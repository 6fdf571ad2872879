//! End-to-end scrape runs over scripted pages

use crate::support::{checkpoint_path, coordinator, result_store, with_location, Listing};
use listing_harvest::driver::MemorySession;
use listing_harvest::storage::{CheckpointStore, JsonCheckpointStore, ResultStore};
use listing_harvest::{HarvestError, Location, ProgressState};
use std::fs;
use tempfile::TempDir;

fn names(locations: &[Location]) -> Vec<&str> {
    locations.iter().map(Location::name).collect()
}

#[tokio::test]
async fn test_failed_listing_is_skipped_and_others_kept() {
    let dir = TempDir::new().unwrap();
    let session = with_location(
        MemorySession::new(),
        "York",
        &[
            Listing::Named("Jerk Hut", "1 Stonegate, York"),
            Listing::Broken,
            Listing::Named("Island Grill", "9 Micklegate, York"),
        ],
    );

    let mut coordinator = coordinator(session, dir.path());
    let outcome = coordinator.run(&[Location::new("York")]).await.unwrap();

    assert!(outcome.failed.is_empty());
    assert_eq!(outcome.artifacts.len(), 1);

    let result = ResultStore::read(&outcome.artifacts[0]).unwrap();
    assert_eq!(result.location, Location::new("York"));
    assert_eq!(result.total_restaurants, 2);
    let scraped: Vec<Option<&str>> = result
        .records()
        .iter()
        .map(|r| r.name.as_deref())
        .collect();
    assert_eq!(scraped, vec![Some("Jerk Hut"), Some("Island Grill")]);
    assert_eq!(
        result.records()[1].address.as_deref(),
        Some("9 Micklegate, York")
    );
    assert!(result.records().iter().all(|r| r.phone.is_none()));

    // Finished runs leave no checkpoint behind
    assert!(!checkpoint_path(dir.path()).exists());
}

#[tokio::test]
async fn test_resume_skips_completed_locations() {
    let dir = TempDir::new().unwrap();
    let mut store = JsonCheckpointStore::new(checkpoint_path(dir.path()));
    let saved = ProgressState::from_parts(vec![Location::new("Leeds")], vec![Location::new("York")]);
    store.save(&saved).unwrap();

    let session = with_location(
        with_location(
            MemorySession::new(),
            "York",
            &[Listing::Named("Jerk Hut", "1 Stonegate, York")],
        ),
        "Leeds",
        &[Listing::Named("Rudie's", "2 Call Lane, Leeds")],
    );

    let mut coordinator = coordinator(session, dir.path());
    // The checkpoint wins over the location list passed in
    let outcome = coordinator
        .run(&[Location::new("York"), Location::new("Bath")])
        .await
        .unwrap();

    assert_eq!(names(&outcome.completed), vec!["York", "Leeds"]);
    assert!(outcome.pending.is_empty());
    assert_eq!(outcome.results.len(), 1);
    assert_eq!(outcome.results[0].location, Location::new("Leeds"));

    let navigations = coordinator.session().navigations();
    assert_eq!(navigations.len(), 1);
    assert!(navigations[0].contains("in+Leeds"));

    assert!(coordinator.checkpoints().load().is_none());
}

#[tokio::test]
async fn test_interrupted_run_resumes_where_it_stopped() {
    let dir = TempDir::new().unwrap();
    let locations = vec![
        Location::new("York"),
        Location::new("Hull"),
        Location::new("Bath"),
    ];

    // Hull cannot be loaded in the first run
    let first = with_location(
        with_location(
            MemorySession::new(),
            "York",
            &[Listing::Named("Jerk Hut", "1 Stonegate, York")],
        ),
        "Bath",
        &[Listing::Named("Turtle Bay", "4 Milsom St, Bath")],
    );
    let mut run = coordinator(first, dir.path());
    let outcome = run.run(&locations).await.unwrap();

    assert_eq!(names(&outcome.failed), vec!["Hull"]);
    assert_eq!(names(&outcome.completed), vec!["York", "Bath"]);
    assert_eq!(names(&outcome.pending), vec!["Hull"]);

    let saved = JsonCheckpointStore::new(checkpoint_path(dir.path()))
        .load()
        .expect("checkpoint kept while work is pending");
    assert_eq!(names(saved.pending()), vec!["Hull"]);
    assert_eq!(names(saved.completed()), vec!["York", "Bath"]);

    // Second run only touches the remaining location
    let second = with_location(
        MemorySession::new(),
        "Hull",
        &[Listing::Named("Caribbean Kitchen", "7 Whitefriargate, Hull")],
    );
    let mut run = coordinator(second, dir.path());
    let outcome = run.run(&locations).await.unwrap();

    assert!(outcome.failed.is_empty());
    assert_eq!(names(&outcome.completed), vec!["York", "Bath", "Hull"]);
    assert_eq!(run.session().navigations().len(), 1);
    assert!(!checkpoint_path(dir.path()).exists());

    // One artifact per completed location across both runs
    assert_eq!(result_store(dir.path()).list().unwrap().len(), 3);
}

#[tokio::test]
async fn test_checkpoint_file_layout() {
    let dir = TempDir::new().unwrap();
    let path = checkpoint_path(dir.path());
    let mut store = JsonCheckpointStore::new(&path);

    let mut state = ProgressState::new(vec![Location::new("York"), Location::new("Bath")]);
    assert!(state.mark_completed(&Location::new("York")));
    store.save(&state).unwrap();

    let raw: serde_json::Value = serde_json::from_str(&fs::read_to_string(&path).unwrap()).unwrap();
    assert_eq!(raw["locations"], serde_json::json!(["Bath"]));
    assert_eq!(raw["completed"], serde_json::json!(["York"]));
    assert!(raw["timestamp"].is_string());

    let loaded = store.load().unwrap();
    assert_eq!(loaded.pending(), state.pending());
    assert_eq!(loaded.completed(), state.completed());

    store.clear().unwrap();
    assert!(store.load().is_none());
    // Clearing twice is fine
    store.clear().unwrap();
}

#[tokio::test]
async fn test_run_without_locations_or_checkpoint() {
    let dir = TempDir::new().unwrap();
    let mut run = coordinator(MemorySession::new(), dir.path());
    let err = run.run(&[]).await.unwrap_err();
    assert!(matches!(err, HarvestError::NoLocations));
    assert!(run.session().navigations().is_empty());
}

# Work to complete
Give the whole listing again, character for character.

# Reply
repository 6fdf571ad2872879
//! End-to-end scrape runs over scripted pages

use crate::support::{checkpoint_path, coordinator, result_store, with_location, Listing};
use listing_harvest::driver::MemorySession;
use listing_harvest::storage::{CheckpointStore, JsonCheckpointStore, ResultStore};
use listing_harvest::{HarvestError, Location, ProgressState};
use std::fs;
use tempfile::TempDir;

fn names(locations: &[Location]) -> Vec<&str> {
    locations.iter().map(Location::name).collect()
}

#[tokio::test]
async fn test_failed_listing_is_skipped_and_others_kept() {
    let dir = TempDir::new().unwrap();
    let session = with_location(
        MemorySession::new(),
        "York",
        &[
            Listing::Named("Jerk Hut", "1 Stonegate, York"),
            Listing::Broken,
            Listing::Named("Island Grill", "9 Micklegate, York"),
        ],
    );

    let mut coordinator = coordinator(session, dir.path());
    let outcome = coordinator.run(&[Location::new("York")]).await.unwrap();

    assert!(outcome.failed.is_empty());
    assert_eq!(outcome.artifacts.len(), 1);

    let result = ResultStore::read(&outcome.artifacts[0]).unwrap();
    assert_eq!(result.location, Location::new("York"));
    assert_eq!(result.total_restaurants, 2);
    let scraped: Vec<Option<&str>> = result
        .records()
        .iter()
        .map(|r| r.name.as_deref())
        .collect();
    assert_eq!(scraped, vec![Some("Jerk Hut"), Some("Island Grill")]);
    assert_eq!(
        result.records()[1].address.as_deref(),
        Some("9 Micklegate, York")
    );
    assert!(result.records().iter().all(|r| r.phone.is_none()));

    // Finished runs leave no checkpoint behind
    assert!(!checkpoint_path(dir.path()).exists());
}

#[tokio::test]
async fn test_resume_skips_completed_locations() {
    let dir = TempDir::new().unwrap();
    let mut store = JsonCheckpointStore::new(checkpoint_path(dir.path()));
    let saved = ProgressState::from_parts(vec![Location::new("Leeds")], vec![Location::new("York")]);
    store.save(&saved).unwrap();

    let session = with_location(
        with_location(
            MemorySession::new(),
            "York",
            &[Listing::Named("Jerk Hut", "1 Stonegate, York")],
        ),
        "Leeds",
        &[Listing::Named("Rudie's", "2 Call Lane, Leeds")],
    );

    let mut coordinator = coordinator(session, dir.path());
    // The checkpoint wins over the location list passed in
    let outcome = coordinator
        .run(&[Location::new("York"), Location::new("Bath")])
        .await
        .unwrap();

    assert_eq!(names(&outcome.completed), vec!["York", "Leeds"]);
    assert!(outcome.pending.is_empty());
    assert_eq!(outcome.results.len(), 1);
    assert_eq!(outcome.results[0].location, Location::new("Leeds"));

    let navigations = coordinator.session().navigations();
    assert_eq!(navigations.len(), 1);
    assert!(navigations[0].contains("in+Leeds"));

    assert!(coordinator.checkpoints().load().is_none());
}

#[tokio::test]
async fn test_interrupted_run_resumes_where_it_stopped() {
    let dir = TempDir::new().unwrap();
    let locations = vec![
        Location::new("York"),
        Location::new("Hull"),
        Location::new("Bath"),
    ];

    // Hull cannot be loaded in the first run
    let first = with_location(
        with_location(
            MemorySession::new(),
            "York",
            &[Listing::Named("Jerk Hut", "1 Stonegate, York")],
        ),
        "Bath",
        &[Listing::Named("Turtle Bay", "4 Milsom St, Bath")],
    );
    let mut run = coordinator(first, dir.path());
    let outcome = run.run(&locations).await.unwrap();

    assert_eq!(names(&outcome.failed), vec!["Hull"]);
    assert_eq!(names(&outcome.completed), vec!["York", "Bath"]);
    assert_eq!(names(&outcome.pending), vec!["Hull"]);

    let saved = JsonCheckpointStore::new(checkpoint_path(dir.path()))
        .load()
        .expect("checkpoint kept while work is pending");
    assert_eq!(names(saved.pending()), vec!["Hull"]);
    assert_eq!(names(saved.completed()), vec!["York", "Bath"]);

    // Second run only touches the remaining location
    let second = with_location(
        MemorySession::new(),
        "Hull",
        &[Listing::Named("Caribbean Kitchen", "7 Whitefriargate, Hull")],
    );
    let mut run = coordinator(second, dir.path());
    let outcome = run.run(&locations).await.unwrap();

    assert!(outcome.failed.is_empty());
    assert_eq!(names(&outcome.completed), vec!["York", "Bath", "Hull"]);
    assert_eq!(run.session().navigations().len(), 1);
    assert!(!checkpoint_path(dir.path()).exists());

    // One artifact per completed location across both runs
    assert_eq!(result_store(dir.path()).list().unwrap().len(), 3);
}

#[tokio::test]
async fn test_checkpoint_file_layout() {
    let dir = TempDir::new().unwrap();
    let path = checkpoint_path(dir.path());
    let mut store = JsonCheckpointStore::new(&path);

    let mut state = ProgressState::new(vec![Location::new("York"), Location::new("Bath")]);
    assert!(state.mark_completed(&Location::new("York")));
    store.save(&state).unwrap();

    let raw: serde_json::Value = serde_json::from_str(&fs::read_to_string(&path).unwrap()).unwrap();
    assert_eq!(raw["locations"], serde_json::json!(["Bath"]));
    assert_eq!(raw["completed"], serde_json::json!(["York"]));
    assert!(raw["timestamp"].is_string());

    let loaded = store.load().unwrap();
    assert_eq!(loaded.pending(), state.pending());
    assert_eq!(loaded.completed(), state.completed());

    store.clear().unwrap();
    assert!(store.load().is_none());
    // Clearing twice is fine
    store.clear().unwrap();
}

#[tokio::test]
async fn test_run_without_locations_or_checkpoint() {
    let dir = TempDir::new().unwrap();
    let mut run = coordinator(MemorySession::new(), dir.path());
    let err = run.run(&[]).await.unwrap_err();
    assert!(matches!(err, HarvestError::NoLocations));
    assert!(run.session().navigations().is_empty());
}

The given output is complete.